Lines from the one containing "out shared references." through the final line of the entries below: reproduce them exactly, all of them and only them.
%%
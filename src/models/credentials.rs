//! Credential types collected from the command line
//!
//! SECURITY: Password values are zeroed on drop and never shown by `Debug`.

use std::fmt;

/// Account name passed to the remote share, e.g. `DOMAIN\user` or `user@domain.com`
///
/// Not validated: whatever was supplied on the command line is handed to the
/// OS unchanged, and the OS reports the failure if it is unusable.
#[derive(Clone, Debug, PartialEq, Eq)]
pub struct Username(String);

impl Username {
    pub fn new(username: impl Into<String>) -> Self {
        Username(username.into())
    }

    pub fn as_str(&self) -> &str {
        &self.0
    }
}

impl fmt::Display for Username {
    fn fmt(&self, f: &mut fmt::Formatter<'_>) -> fmt::Result {
        write!(f, "{}", self.0)
    }
}

impl From<String> for Username {
    fn from(value: String) -> Self {
        Username(value)
    }
}

impl From<&str> for Username {
    fn from(value: &str) -> Self {
        Username(value.to_string())
    }
}

/// Password that zeros memory on drop
///
/// SECURITY: This type never implements Display or Debug in a way that reveals the password.
pub struct SecureString(String);

impl Clone for SecureString {
    fn clone(&self) -> Self {
        SecureString(self.0.clone())
    }
}

impl SecureString {
    pub fn new(password: impl Into<String>) -> Self {
        SecureString(password.into())
    }

    /// Get the password as a string slice
    ///
    /// Use this only when handing the password to the connect primitive.
    pub fn as_str(&self) -> &str {
        &self.0
    }

    pub fn len(&self) -> usize {
        self.0.len()
    }

    pub fn is_empty(&self) -> bool {
        self.0.is_empty()
    }
}

impl Drop for SecureString {
    fn drop(&mut self) {
        // SAFETY: We own this String and are zeroing it before drop
        unsafe {
            let bytes = self.0.as_bytes_mut();
            for byte in bytes {
                std::ptr::write_volatile(byte, 0);
            }
        }
    }
}

impl fmt::Debug for SecureString {
    fn fmt(&self, f: &mut fmt::Formatter<'_>) -> fmt::Result {
        write!(f, "SecureString(*** {} bytes ***)", self.0.len())
    }
}

/// A completed `--username`/`--password` pair
///
/// Immutable once closed; the registry only ever hands out shared references.
#[derive(Clone, Debug)]
pub struct CredentialPair {
    username: Username,
    password: SecureString,
}

impl CredentialPair {
    pub fn new(username: impl Into<Username>, password: SecureString) -> Self {
        CredentialPair {
            username: username.into(),
            password,
        }
    }

    pub fn username(&self) -> &Username {
        &self.username
    }

    pub fn password(&self) -> &SecureString {
        &self.password
    }
}

#[cfg(test)]
mod tests {
    use super::*;

    #[test]
    fn test_username_accepts_any_format() {
        assert_eq!(Username::new("DOMAIN\\user").as_str(), "DOMAIN\\user");
        assert_eq!(Username::from("user@domain.com").to_string(), "user@domain.com");
        assert_eq!(Username::from(String::new()).as_str(), "");
    }

    #[test]
    fn test_secure_string_debug_no_leak() {
        let password = SecureString::new("secret123");
        let debug_output = format!("{:?}", password);
        assert!(!debug_output.contains("secret"));
        assert!(debug_output.contains("9 bytes"));
    }

    #[test]
    fn test_credential_pair_debug_hides_password() {
        let pair = CredentialPair::new("alice", SecureString::new("hunter2"));
        let debug_output = format!("{:?}", pair);
        assert!(debug_output.contains("alice"));
        assert!(!debug_output.contains("hunter2"));
        assert_eq!(pair.password().as_str(), "hunter2");
    }
}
%%
*Solution*.
/// Immutable once closed; the registry only ever hands out shared references.
#[derive(Clone, Debug)]
pub struct CredentialPair {
    username: Username,
    password: SecureString,
}

impl CredentialPair {
    pub fn new(username: impl Into<Username>, password: SecureString) -> Self {
        CredentialPair {
            username: username.into(),
            password,
        }
    }

    pub fn username(&self) -> &Username {
        &self.username
    }

    pub fn password(&self) -> &SecureString {
        &self.password
    }
}

#[cfg(test)]
mod tests {
    use super::*;

    #[test]
    fn test_username_accepts_any_format() {
        assert_eq!(Username::new("DOMAIN\\user").as_str(), "DOMAIN\\user");
        assert_eq!(Username::from("user@domain.com").to_string(), "user@domain.com");
        assert_eq!(Username::from(String::new()).as_str(), "");
    }

    #[test]
    fn test_secure_string_debug_no_leak() {
        let password = SecureString::new("secret123");
        let debug_output = format!("{:?}", password);
        assert!(!debug_output.contains("secret"));
        assert!(debug_output.contains("9 bytes"));
    }

    #[test]
    fn test_credential_pair_debug_hides_password() {
        let pair = CredentialPair::new("alice", SecureString::new("hunter2"));
        let debug_output = format!("{:?}", pair);
        assert!(debug_output.contains("alice"));
        assert!(!debug_output.contains("hunter2"));
        assert_eq!(pair.password().as_str(), "hunter2");
    }
}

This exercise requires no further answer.